Only the lines from the start of the entries up to and including the line with "const POLL_INTERVAL: Duration" should be written out, exactly as they stand.
====== Given records ======
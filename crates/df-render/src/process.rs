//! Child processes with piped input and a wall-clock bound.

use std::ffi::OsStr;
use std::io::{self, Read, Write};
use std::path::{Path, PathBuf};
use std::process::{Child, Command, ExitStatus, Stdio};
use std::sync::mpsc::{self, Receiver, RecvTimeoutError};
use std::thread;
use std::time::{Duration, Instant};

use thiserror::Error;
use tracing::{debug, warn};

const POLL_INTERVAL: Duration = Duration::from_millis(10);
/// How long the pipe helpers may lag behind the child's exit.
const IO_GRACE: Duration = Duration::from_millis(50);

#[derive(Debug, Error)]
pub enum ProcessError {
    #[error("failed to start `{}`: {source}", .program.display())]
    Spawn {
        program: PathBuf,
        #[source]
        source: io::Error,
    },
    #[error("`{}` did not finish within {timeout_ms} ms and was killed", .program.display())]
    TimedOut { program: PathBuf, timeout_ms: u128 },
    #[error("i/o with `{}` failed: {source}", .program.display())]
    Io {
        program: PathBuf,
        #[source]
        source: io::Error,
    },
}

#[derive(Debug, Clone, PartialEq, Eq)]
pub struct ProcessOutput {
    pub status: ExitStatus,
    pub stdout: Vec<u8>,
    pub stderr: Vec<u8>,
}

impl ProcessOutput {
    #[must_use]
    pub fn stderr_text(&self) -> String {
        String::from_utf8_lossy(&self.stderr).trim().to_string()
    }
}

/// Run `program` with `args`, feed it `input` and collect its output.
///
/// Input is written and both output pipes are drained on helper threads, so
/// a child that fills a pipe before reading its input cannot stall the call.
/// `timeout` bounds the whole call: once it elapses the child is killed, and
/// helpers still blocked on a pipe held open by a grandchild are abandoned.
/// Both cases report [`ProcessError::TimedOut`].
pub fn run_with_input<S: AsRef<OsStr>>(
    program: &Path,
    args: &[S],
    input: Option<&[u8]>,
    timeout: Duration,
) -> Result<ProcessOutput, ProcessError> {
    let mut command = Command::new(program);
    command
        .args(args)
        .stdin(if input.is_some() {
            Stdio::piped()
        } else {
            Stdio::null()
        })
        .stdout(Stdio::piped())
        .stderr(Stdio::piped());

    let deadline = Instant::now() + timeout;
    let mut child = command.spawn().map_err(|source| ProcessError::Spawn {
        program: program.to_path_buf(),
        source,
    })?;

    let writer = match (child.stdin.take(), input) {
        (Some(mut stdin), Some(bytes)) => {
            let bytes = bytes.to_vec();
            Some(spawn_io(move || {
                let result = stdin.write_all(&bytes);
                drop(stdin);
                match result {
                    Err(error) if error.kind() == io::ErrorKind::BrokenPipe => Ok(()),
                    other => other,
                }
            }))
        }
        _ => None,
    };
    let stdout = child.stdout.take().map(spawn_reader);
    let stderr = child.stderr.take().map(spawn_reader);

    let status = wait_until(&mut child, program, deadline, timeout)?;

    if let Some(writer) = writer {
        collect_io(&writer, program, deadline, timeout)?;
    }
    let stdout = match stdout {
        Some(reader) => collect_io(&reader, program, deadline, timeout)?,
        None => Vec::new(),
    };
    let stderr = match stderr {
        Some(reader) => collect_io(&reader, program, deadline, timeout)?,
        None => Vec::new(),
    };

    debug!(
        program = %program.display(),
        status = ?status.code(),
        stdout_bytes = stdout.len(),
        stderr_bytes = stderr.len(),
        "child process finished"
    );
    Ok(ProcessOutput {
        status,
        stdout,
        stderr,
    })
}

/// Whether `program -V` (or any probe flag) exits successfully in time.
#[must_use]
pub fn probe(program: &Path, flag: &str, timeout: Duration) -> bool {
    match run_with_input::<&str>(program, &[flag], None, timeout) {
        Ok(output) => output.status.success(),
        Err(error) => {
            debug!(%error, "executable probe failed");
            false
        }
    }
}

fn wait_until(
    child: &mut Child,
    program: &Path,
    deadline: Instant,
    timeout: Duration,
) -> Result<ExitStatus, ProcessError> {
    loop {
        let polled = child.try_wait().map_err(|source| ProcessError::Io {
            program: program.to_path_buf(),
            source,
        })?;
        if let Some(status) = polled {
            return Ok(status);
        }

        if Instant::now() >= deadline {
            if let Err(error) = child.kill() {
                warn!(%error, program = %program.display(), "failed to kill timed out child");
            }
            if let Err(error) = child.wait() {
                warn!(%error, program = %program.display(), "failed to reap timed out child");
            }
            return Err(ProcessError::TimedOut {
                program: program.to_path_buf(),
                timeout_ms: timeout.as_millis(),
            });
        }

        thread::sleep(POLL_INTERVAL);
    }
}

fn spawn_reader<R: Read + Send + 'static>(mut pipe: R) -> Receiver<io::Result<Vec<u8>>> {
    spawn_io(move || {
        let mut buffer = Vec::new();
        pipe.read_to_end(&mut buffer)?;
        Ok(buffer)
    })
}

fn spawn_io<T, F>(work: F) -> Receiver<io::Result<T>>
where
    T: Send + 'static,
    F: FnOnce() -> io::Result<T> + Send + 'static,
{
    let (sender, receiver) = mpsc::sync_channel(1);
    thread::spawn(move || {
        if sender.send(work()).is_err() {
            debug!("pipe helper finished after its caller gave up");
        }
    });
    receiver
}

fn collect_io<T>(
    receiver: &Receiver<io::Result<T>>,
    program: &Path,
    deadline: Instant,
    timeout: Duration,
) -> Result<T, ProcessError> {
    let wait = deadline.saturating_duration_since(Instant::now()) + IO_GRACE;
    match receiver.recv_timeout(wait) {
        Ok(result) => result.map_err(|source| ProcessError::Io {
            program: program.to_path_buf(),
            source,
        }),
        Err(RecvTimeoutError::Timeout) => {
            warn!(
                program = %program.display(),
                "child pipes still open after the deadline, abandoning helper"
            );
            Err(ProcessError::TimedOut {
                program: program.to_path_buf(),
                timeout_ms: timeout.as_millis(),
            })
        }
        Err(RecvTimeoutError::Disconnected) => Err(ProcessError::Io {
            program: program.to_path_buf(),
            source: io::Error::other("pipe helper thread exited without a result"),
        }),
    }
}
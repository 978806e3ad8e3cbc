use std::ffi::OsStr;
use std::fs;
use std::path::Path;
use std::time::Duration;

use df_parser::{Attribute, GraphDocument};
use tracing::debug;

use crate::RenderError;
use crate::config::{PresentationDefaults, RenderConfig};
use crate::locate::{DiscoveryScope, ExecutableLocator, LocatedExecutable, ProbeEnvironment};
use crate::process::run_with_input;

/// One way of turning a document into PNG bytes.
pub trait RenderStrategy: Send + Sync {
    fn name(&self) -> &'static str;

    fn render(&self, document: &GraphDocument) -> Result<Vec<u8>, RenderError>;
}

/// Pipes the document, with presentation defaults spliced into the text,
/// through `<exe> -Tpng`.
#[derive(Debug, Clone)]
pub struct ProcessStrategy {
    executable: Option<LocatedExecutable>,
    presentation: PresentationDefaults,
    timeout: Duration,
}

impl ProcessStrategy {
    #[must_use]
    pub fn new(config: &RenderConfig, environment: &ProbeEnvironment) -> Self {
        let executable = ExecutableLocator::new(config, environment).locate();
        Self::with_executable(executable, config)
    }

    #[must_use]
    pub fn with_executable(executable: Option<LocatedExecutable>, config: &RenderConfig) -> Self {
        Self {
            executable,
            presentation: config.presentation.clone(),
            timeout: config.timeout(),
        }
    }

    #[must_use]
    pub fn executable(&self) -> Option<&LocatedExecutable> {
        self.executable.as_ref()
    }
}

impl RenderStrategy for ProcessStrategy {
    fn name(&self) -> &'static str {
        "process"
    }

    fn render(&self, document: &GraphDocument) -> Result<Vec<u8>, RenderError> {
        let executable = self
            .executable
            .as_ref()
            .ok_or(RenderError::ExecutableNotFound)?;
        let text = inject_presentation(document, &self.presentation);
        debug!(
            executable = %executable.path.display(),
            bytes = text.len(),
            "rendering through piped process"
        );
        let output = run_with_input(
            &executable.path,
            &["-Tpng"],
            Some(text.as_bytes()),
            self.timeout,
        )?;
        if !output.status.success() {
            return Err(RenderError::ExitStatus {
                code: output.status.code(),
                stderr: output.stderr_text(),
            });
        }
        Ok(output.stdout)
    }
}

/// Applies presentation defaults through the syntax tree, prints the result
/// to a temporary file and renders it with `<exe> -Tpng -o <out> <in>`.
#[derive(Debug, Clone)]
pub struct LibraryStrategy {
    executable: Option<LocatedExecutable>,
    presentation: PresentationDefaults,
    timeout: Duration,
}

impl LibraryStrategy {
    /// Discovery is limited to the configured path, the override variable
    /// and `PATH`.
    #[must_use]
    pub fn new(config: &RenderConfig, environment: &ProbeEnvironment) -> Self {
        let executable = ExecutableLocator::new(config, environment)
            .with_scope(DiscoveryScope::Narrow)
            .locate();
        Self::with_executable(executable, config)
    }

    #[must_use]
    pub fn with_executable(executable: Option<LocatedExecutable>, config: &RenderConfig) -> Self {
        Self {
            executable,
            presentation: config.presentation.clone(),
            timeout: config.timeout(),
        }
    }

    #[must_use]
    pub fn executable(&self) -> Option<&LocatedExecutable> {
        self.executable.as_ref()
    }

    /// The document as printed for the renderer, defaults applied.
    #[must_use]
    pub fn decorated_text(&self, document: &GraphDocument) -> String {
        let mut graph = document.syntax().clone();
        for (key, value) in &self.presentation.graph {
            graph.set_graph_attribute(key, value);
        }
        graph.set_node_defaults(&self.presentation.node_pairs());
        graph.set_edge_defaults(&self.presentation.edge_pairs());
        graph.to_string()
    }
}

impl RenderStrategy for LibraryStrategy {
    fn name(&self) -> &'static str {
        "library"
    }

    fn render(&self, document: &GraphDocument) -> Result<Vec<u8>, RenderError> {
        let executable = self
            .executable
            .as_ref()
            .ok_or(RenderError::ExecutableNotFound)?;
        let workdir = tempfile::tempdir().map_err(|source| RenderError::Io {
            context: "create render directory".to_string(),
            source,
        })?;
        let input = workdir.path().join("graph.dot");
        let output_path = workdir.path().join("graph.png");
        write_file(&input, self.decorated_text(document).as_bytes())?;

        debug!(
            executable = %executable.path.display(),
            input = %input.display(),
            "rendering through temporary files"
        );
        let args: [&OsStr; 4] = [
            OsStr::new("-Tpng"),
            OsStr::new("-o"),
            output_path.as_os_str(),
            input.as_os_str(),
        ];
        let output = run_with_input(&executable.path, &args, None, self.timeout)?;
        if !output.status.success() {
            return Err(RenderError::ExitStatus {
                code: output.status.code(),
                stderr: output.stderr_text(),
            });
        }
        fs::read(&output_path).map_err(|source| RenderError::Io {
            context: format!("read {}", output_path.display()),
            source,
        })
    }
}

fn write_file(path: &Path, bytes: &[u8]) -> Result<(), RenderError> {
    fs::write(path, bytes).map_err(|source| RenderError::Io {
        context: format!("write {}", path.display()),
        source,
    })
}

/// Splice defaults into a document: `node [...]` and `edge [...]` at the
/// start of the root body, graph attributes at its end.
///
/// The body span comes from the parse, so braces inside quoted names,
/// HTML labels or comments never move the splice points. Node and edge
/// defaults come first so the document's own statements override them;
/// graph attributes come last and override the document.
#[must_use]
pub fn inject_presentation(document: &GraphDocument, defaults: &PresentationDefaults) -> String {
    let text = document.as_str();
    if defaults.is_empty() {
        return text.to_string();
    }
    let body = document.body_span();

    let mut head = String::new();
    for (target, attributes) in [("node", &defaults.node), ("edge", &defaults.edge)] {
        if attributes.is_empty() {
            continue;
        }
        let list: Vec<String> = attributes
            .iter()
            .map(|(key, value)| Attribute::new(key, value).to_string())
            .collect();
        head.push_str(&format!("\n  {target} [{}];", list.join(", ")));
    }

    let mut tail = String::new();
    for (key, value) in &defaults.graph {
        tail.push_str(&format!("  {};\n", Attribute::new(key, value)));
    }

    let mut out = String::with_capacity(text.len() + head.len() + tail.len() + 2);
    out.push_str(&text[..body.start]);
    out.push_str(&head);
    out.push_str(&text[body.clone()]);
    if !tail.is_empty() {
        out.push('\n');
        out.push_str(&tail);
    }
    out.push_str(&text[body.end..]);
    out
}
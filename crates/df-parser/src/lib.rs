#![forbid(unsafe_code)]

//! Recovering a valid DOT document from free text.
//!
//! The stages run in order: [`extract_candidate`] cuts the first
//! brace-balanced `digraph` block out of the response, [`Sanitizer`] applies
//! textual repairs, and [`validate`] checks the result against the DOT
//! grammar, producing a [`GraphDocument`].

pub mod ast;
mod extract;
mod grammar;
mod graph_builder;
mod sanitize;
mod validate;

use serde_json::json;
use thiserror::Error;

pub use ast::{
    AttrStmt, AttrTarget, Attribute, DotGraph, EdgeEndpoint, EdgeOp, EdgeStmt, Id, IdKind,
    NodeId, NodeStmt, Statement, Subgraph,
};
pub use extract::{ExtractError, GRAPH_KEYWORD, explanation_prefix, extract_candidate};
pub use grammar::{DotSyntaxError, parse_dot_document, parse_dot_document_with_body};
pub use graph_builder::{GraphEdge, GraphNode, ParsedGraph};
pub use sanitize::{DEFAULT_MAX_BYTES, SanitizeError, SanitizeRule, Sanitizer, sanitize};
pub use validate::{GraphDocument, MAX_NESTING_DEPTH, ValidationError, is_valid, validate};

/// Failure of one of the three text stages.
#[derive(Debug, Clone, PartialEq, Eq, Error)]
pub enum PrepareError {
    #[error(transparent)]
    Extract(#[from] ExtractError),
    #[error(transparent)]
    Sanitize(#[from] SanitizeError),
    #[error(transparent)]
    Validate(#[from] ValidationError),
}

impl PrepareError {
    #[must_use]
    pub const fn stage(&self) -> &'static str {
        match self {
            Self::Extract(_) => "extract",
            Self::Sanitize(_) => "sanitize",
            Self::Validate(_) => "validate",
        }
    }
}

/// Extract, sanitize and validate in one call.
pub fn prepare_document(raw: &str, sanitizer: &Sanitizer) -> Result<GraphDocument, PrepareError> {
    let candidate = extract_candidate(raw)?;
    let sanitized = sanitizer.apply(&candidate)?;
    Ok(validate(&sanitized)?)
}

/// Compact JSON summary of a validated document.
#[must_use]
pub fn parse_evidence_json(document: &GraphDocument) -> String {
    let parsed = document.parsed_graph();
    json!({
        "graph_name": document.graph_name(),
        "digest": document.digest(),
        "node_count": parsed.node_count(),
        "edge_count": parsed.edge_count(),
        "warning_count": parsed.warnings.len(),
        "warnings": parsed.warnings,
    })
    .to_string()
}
======
*Solution to this problem*:
filename crates/df-render/src/process.rs
//! Child processes with piped input and a wall-clock bound.

use std::ffi::OsStr;
use std::io::{self, Read, Write};
use std::path::{Path, PathBuf};
use std::process::{Child, Command, ExitStatus, Stdio};
use std::sync::mpsc::{self, Receiver, RecvTimeoutError};
use std::thread;
use std::time::{Duration, Instant};

use thiserror::Error;
use tracing::{debug, warn};

const POLL_INTERVAL: Duration = Duration::from_millis(10);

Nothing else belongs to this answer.